# Ghost/Paranormal Tales from Your Region.



## AvA (Jun 22, 2011)

Hello there, reader.

I'm trying to compile a list of ghost stories as research material for a project, so here's my chance to cast a wide net into a culturally diverse community. Please share any ghost stories or strange phenomenons which you know of in your region. Links to websites or post the whole story here, whichever method suits you best, but it is important that you state where this story originates from (nearest city/town would suffice).

Cheers in advance!


----------



## SeverinR (Jun 22, 2011)

Ghost Stories: Stories of Ghosts
This sight has some ghost stories but they don't say where they are.

Funny, I was questioned by a paranormal investigators sunday evening.
So I guess I will tell the story they told me.

Near Greenville OHio:
My daughters and another friend stayed with a mother and her baby to help her out, as they had just moved in.
The mother, 20 yr old single parent, with a 11month old daughter has heard footsteps on the stairs before, but that night all four of them heard someone walking up the steps and down the hallway.
Several days later, the mother told us that lights were turned on while she was asleep or out of the house.
She left the house saturday and would not stay there again. She spent the last two nights in Ohio staying with us.
She said she heard the footsteps, the lights turned on by themselves, and the worst a tv was thrown from the entertainment center and hit the 11month old in the back. When she told us this, she said when she left all the lights were off and the radio and tv was off.
When we came to the apt, the radio was on, the tv had its cord in the vcr slot(no one had placed it there), all lights except for the bedroom were on. (bedroom had a line of salt across the threshold.) There was also an open closet door that was never used, open, and was difficult to open or close.
So why was I questioned, not having witnessed any events?
My ex-wifes cousin and his friend died in the house of drug overdoses a few years back. The friend lived downstairs, and my cousin-inlaw lived in her apt.
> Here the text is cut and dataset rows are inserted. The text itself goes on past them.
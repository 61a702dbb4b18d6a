//! Server configuration.
//!
//! Configuration can be loaded from:
//! - Environment variables (APRSGATE_*)
//! - TOML configuration file

use anyhow::{bail, Context, Result};
use aprsgate_core::{GatewayIdentity, RouterConfig};
use aprsgate_link::{Credential, LinkConfig, LoginLine};
use aprsgate_protocol::{is_valid_callsign, normalize};
use serde::{Deserialize, Serialize};
use std::net::SocketAddr;
use std::path::Path;
use std::time::Duration;

/// Server configuration.
#[derive(Debug, Clone, Serialize, Deserialize)]
pub struct Config {
    /// Host to bind to.
    #[serde(default = "default_host")]
    pub host: String,

    /// Port to listen on.
    #[serde(default = "default_port")]
    pub port: u16,

    /// Upstream APRS-IS connection.
    #[serde(default)]
    pub link: LinkSettings,

    /// Client-facing gateway settings.
    #[serde(default)]
    pub gateway: GatewaySettings,

    /// Client keepalive.
    #[serde(default)]
    pub heartbeat: HeartbeatConfig,

    /// Served callsigns.
    #[serde(default)]
    pub directory: DirectoryConfig,

    /// Metrics configuration.
    #[serde(default)]
    pub metrics: MetricsConfig,
}

/// Upstream connection settings.
#[derive(Debug, Clone, Serialize, Deserialize)]
pub struct LinkSettings {
    /// APRS-IS server as `host:port`.
    #[serde(default = "default_server")]
    pub server: String,

    /// Callsign the gateway logs in as.
    #[serde(default = "default_callsign")]
    pub callsign: String,

    /// Passcode; derived from the callsign when unset.
    #[serde(default)]
    pub passcode: Option<u16>,

    /// Log in read-only (`pass -1`).
    #[serde(default)]
    pub listen_only: bool,

    /// Server-side filter expression.
    #[serde(default)]
    pub filter: String,

    /// Dial timeout in milliseconds.
    #[serde(default = "default_dial_timeout")]
    pub dial_timeout_ms: u64,

    /// Delay between reconnect attempts in milliseconds.
    #[serde(default = "default_reconnect_delay")]
    pub reconnect_delay_ms: u64,

    /// Bound on one upstream write in milliseconds.
    #[serde(default = "default_write_timeout")]
    pub write_timeout_ms: u64,
}

/// Client-facing gateway settings.
#[derive(Debug, Clone, Serialize, Deserialize)]
pub struct GatewaySettings {
    /// Path hops for outbound packets; `TCPIP,<callsign>*` when unset.
    #[serde(default)]
    pub path: Option<Vec<String>>,

    /// Path for the WebSocket endpoint.
    #[serde(default = "default_ws_path")]
    pub websocket_path: String,
}

/// Heartbeat configuration.
#[derive(Debug, Clone, Serialize, Deserialize)]
pub struct HeartbeatConfig {
    /// Ping interval in milliseconds; 0 disables keepalive.
    #[serde(default = "default_heartbeat_interval")]
    pub interval_ms: u64,

    /// Time a client has to answer a ping, in milliseconds.
    #[serde(default = "default_heartbeat_timeout")]
    pub timeout_ms: u64,
}

/// Directory configuration.
#[derive(Debug, Clone, Serialize, Deserialize)]
pub struct DirectoryConfig {
    /// Callsigns served from startup.
    #[serde(default)]
    pub callsigns: Vec<String>,

    /// Newline-separated callsign file, reloaded periodically.
    #[serde(default)]
    pub file: Option<String>,

    /// Reload interval for `file` in seconds.
    #[serde(default = "default_directory_refresh")]
    pub refresh_secs: u64,
}

/// Metrics configuration.
#[derive(Debug, Clone, Serialize, Deserialize)]
pub struct MetricsConfig {
    /// Enable metrics export.
    #[serde(default = "default_true")]
    pub enabled: bool,

    /// Metrics port.
    #[serde(default = "default_metrics_port")]
    pub port: u16,
}

// Default value functions
fn default_host() -> String {
    std::env::var("APRSGATE_HOST").unwrap_or_else(|_| "127.0.0.1".to_string())
}

fn default_port() -> u16 {
    std::env::var("APRSGATE_PORT")
        .ok()
        .and_then(|p| p.parse().ok())
        .unwrap_or(8080)
}

fn default_true() -> bool {
    true
}

fn default_server() -> String {
    "rotate.aprs.net:10152".to_string()
}

fn default_callsign() -> String {
    "N0CALL".to_string()
}

fn default_dial_timeout() -> u64 {
    10_000
}

fn default_reconnect_delay() -> u64 {
    10_000
}

fn default_write_timeout() -> u64 {
    10_000
}

fn default_ws_path() -> String {
    "/ws".to_string()
}

fn default_heartbeat_interval() -> u64 {
    30_000
}

fn default_heartbeat_timeout() -> u64 {
    10_000
}

fn default_directory_refresh() -> u64 {
    300
}

fn default_metrics_port() -> u16 {
    9090
}

impl Default for Config {
    fn default() -> Self {
        Self {
            host: default_host(),
            port: default_port(),
            link: LinkSettings::default(),
            gateway: GatewaySettings::default(),
            heartbeat: HeartbeatConfig::default(),
            directory: DirectoryConfig::default(),
            metrics: MetricsConfig::default(),
        }
    }
}

impl Default for LinkSettings {
    fn default() -> Self {
        Self {
            server: default_server(),
            callsign: default_callsign(),
            passcode: None,
            listen_only: false,
            filter: String::new(),
            dial_timeout_ms: default_dial_timeout(),
            reconnect_delay_ms: default_reconnect_delay(),
            write_timeout_ms: default_write_timeout(),
        }
    }
}

impl Default for GatewaySettings {
    fn default() -> Self {
        Self {
            path: None,
            websocket_path: default_ws_path(),
        }
    }
}

impl Default for HeartbeatConfig {
    fn default() -> Self {
        Self {
            interval_ms: default_heartbeat_interval(),
            timeout_ms: default_heartbeat_timeout(),
        }
    }
}

impl Default for DirectoryConfig {
    fn default() -> Self {
        Self {
            callsigns: Vec::new(),
            file: None,
            refresh_secs: default_directory_refresh(),
        }
    }
}

impl Default for MetricsConfig {
    fn default() -> Self {
        Self {
            enabled: true,
            port: default_metrics_port(),
        }
    }
}

impl Config {
    /// Load configuration from file or defaults.
    ///
    /// `APRSGATE_CONFIG` names a file to use instead of the default paths.
    ///
    /// # Errors
    ///
    /// Returns an error if the config file exists but cannot be parsed.
    pub fn load() -> Result<Self> {
        if let Ok(path) = std::env::var("APRSGATE_CONFIG") {
            return Self::from_file(shellexpand::tilde(&path).into_owned());
        }

        let config_paths = [
            "aprsgate.toml",
            "/etc/aprsgate/aprsgate.toml",
            "~/.config/aprsgate/aprsgate.toml",
        ];

        for path in &config_paths {
            let expanded = shellexpand::tilde(path);
            if Path::new(expanded.as_ref()).exists() {
                return Self::from_file(expanded.as_ref());
            }
        }

        // Fall back to defaults with environment overrides
        Ok(Self::default())
    }

    /// Load configuration from a specific file.
    ///
    /// # Errors
    ///
    /// Returns an error if the file cannot be read or parsed.
    pub fn from_file(path: impl AsRef<Path>) -> Result<Self> {
        let path = path.as_ref();
        let contents = std::fs::read_to_string(path)
            .with_context(|| format!("Failed to read config file: {}", path.display()))?;

        let config: Config = toml::from_str(&contents)
            .with_context(|| format!("Failed to parse config file: {}", path.display()))?;

        Ok(config)
    }

    /// Check settings that serde can't.
    ///
    /// # Errors
    ///
    /// Returns an error describing the first invalid setting.
    pub fn validate(&self) -> Result<()> {
        if !is_valid_callsign(&self.link.callsign) {
            bail!("Invalid gateway callsign: {}", self.link.callsign);
        }
        if self.link.listen_only && self.link.passcode.is_some() {
            bail!("link.passcode cannot be combined with link.listen_only");
        }
        if self.link.write_timeout_ms == 0 {
            bail!("link.write_timeout_ms must be greater than zero");
        }
        if !self.gateway.websocket_path.starts_with('/') {
            bail!(
                "gateway.websocket_path must start with '/': {}",
                self.gateway.websocket_path
            );
        }
        Ok(())
    }

    /// Get the socket address to bind to.
    ///
    /// # Errors
    ///
    /// Returns an error if host and port don't form a socket address.
    pub fn bind_addr(&self) -> Result<SocketAddr> {
        format!("{}:{}", self.host, self.port)
            .parse()
            .with_context(|| format!("Invalid listen address {}:{}", self.host, self.port))
    }

    /// The login line sent upstream.
    #[must_use]
    pub fn login_line(&self) -> LoginLine {
        let credential = match (self.link.listen_only, self.link.passcode) {
            (true, _) => Credential::ListenOnly,
            (false, Some(code)) => Credential::Passcode(code),
            (false, None) => Credential::for_callsign(&self.link.callsign),
        };
        LoginLine::new(&self.link.callsign)
            .with_credential(credential)
            .with_filter(self.link.filter.clone())
    }

    /// Link manager settings.
    #[must_use]
    pub fn link_config(&self) -> LinkConfig {
        let mut config = LinkConfig::new(self.link.server.clone(), self.login_line());
        config.dial_timeout = Duration::from_millis(self.link.dial_timeout_ms);
        config.reconnect_delay = Duration::from_millis(self.link.reconnect_delay_ms);
        config.write_timeout = Duration::from_millis(self.link.write_timeout_ms);
        config
    }

    /// How the gateway appears in outbound paths.
    #[must_use]
    pub fn gateway_identity(&self) -> GatewayIdentity {
        let identity = GatewayIdentity::new(&self.link.callsign);
        match &self.gateway.path {
            Some(path) => identity.with_path(path.iter().map(|hop| normalize(hop)).collect()),
            None => identity,
        }
    }

    /// Session router settings.
    #[must_use]
    pub fn router_config(&self) -> RouterConfig {
        RouterConfig {
            keepalive_interval: (self.heartbeat.interval_ms > 0)
                .then(|| Duration::from_millis(self.heartbeat.interval_ms)),
            keepalive_timeout: Duration::from_millis(self.heartbeat.timeout_ms),
        }
    }
}
//! # aprsgate
//!
//! APRS-IS messaging gateway: keeps one upstream connection and serves
//! stations' clients over WebSocket.
//!
//! ## Usage
//!
//! ```bash
//! # Run with default settings
//! aprsgate
//!
//! # Run with a config file
//! APRSGATE_CONFIG=/etc/aprsgate/aprsgate.toml aprsgate
//!
//! # Override the listen address
//! APRSGATE_PORT=8080 APRSGATE_HOST=0.0.0.0 aprsgate
//! ```

mod auth;
mod config;
mod directory;
mod handlers;
mod metrics;

use anyhow::Result;
use tracing_subscriber::{layer::SubscriberExt, util::SubscriberInitExt};

#[tokio::main]
async fn main() -> Result<()> {
    tracing_subscriber::registry()
        .with(
            tracing_subscriber::EnvFilter::try_from_default_env()
                .unwrap_or_else(|_| "aprsgate=debug".into()),
        )
        .with(tracing_subscriber::fmt::layer())
        .init();

    let config = config::Config::load()?;
    config.validate()?;

    tracing::info!(
        callsign = %config.link.callsign,
        server = %config.link.server,
        "Starting aprsgate on {}:{}",
        config.host,
        config.port
    );

    metrics::init_metrics();

    handlers::run_server(config).await?;

    Ok(())
}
Hope this is what you are wanting.


----------



## SeverinR (Jun 22, 2011)

"Ghosts of Ohio "is a book written about ghosts, I have not read it, but it looks interesting.

Hocking HIll, Ohio has ghost stories too, but I think you have to buy that too.


----------



## Monkey Doctor (Jun 29, 2011)

I have a real life ghost-ish story from when I was a youngster. I was probably about 15 or 16 when this happened. I used to live in a little village in the middle of Lincolnshire. The part of Lincolnshire I used to live was reclaimed land that was for many centuries boggy marshland so as you can imagine there are very few hills around. Between my village and the next there was one small hill and on it the road twisted in some very dangerouse z bends. One night, me and a friend were at a disco in the next village and were walking home. The walk is about 3 miles but we were in high spirits as we had had a few cans of cheep lager and so we were enjoying the walk. The walk home was along 1 road that had a straight for about 2 miles. The straight ended at the Z bends I mentioned earlier. As we walked through the bends and got to the top of the hill the road straightened out again and went into my village. Just before we reached the top of the hill we saw a figure emerge from the ditch at the side of the road. He was about 100 yards ahead of us. He stumbled into the middle of the road and then began to run. Even though he looked to be running very fast he wasn't puling away from us at all. In fact it looked like we were slowly catching him. This confused us a bit but we didnt think too much of it. Believeing it must be someone we know from the village who had gone to the disco in the next village and fallen alseep in the ditch (it was the middle of summer so this wouldnt have been too implausable). This discussed we shouted at the person, asking who they were and to stop running away from us. It is then when a wierd thing happened. A car coming the other way appeared to drive straight through the guy. We had our head in our hands but the driver didnt flinch. We waited for the thud but there wasn't one. We knew the driver of the car and he waved at us, he looked a little bemused at us as we were in the throws of confused contortions with our faces. Looking a little bemused by our reaction to him he just carried on his way. We looked ahead and we could still see the figure running down the middle of the road. As the houses of the village started to appear there were streetlights and when the figure got to the first it just dissapeared into thin air. Me and my mate were already a bit freaked out both let out a wierd screaching noise at the same time and began to run for home.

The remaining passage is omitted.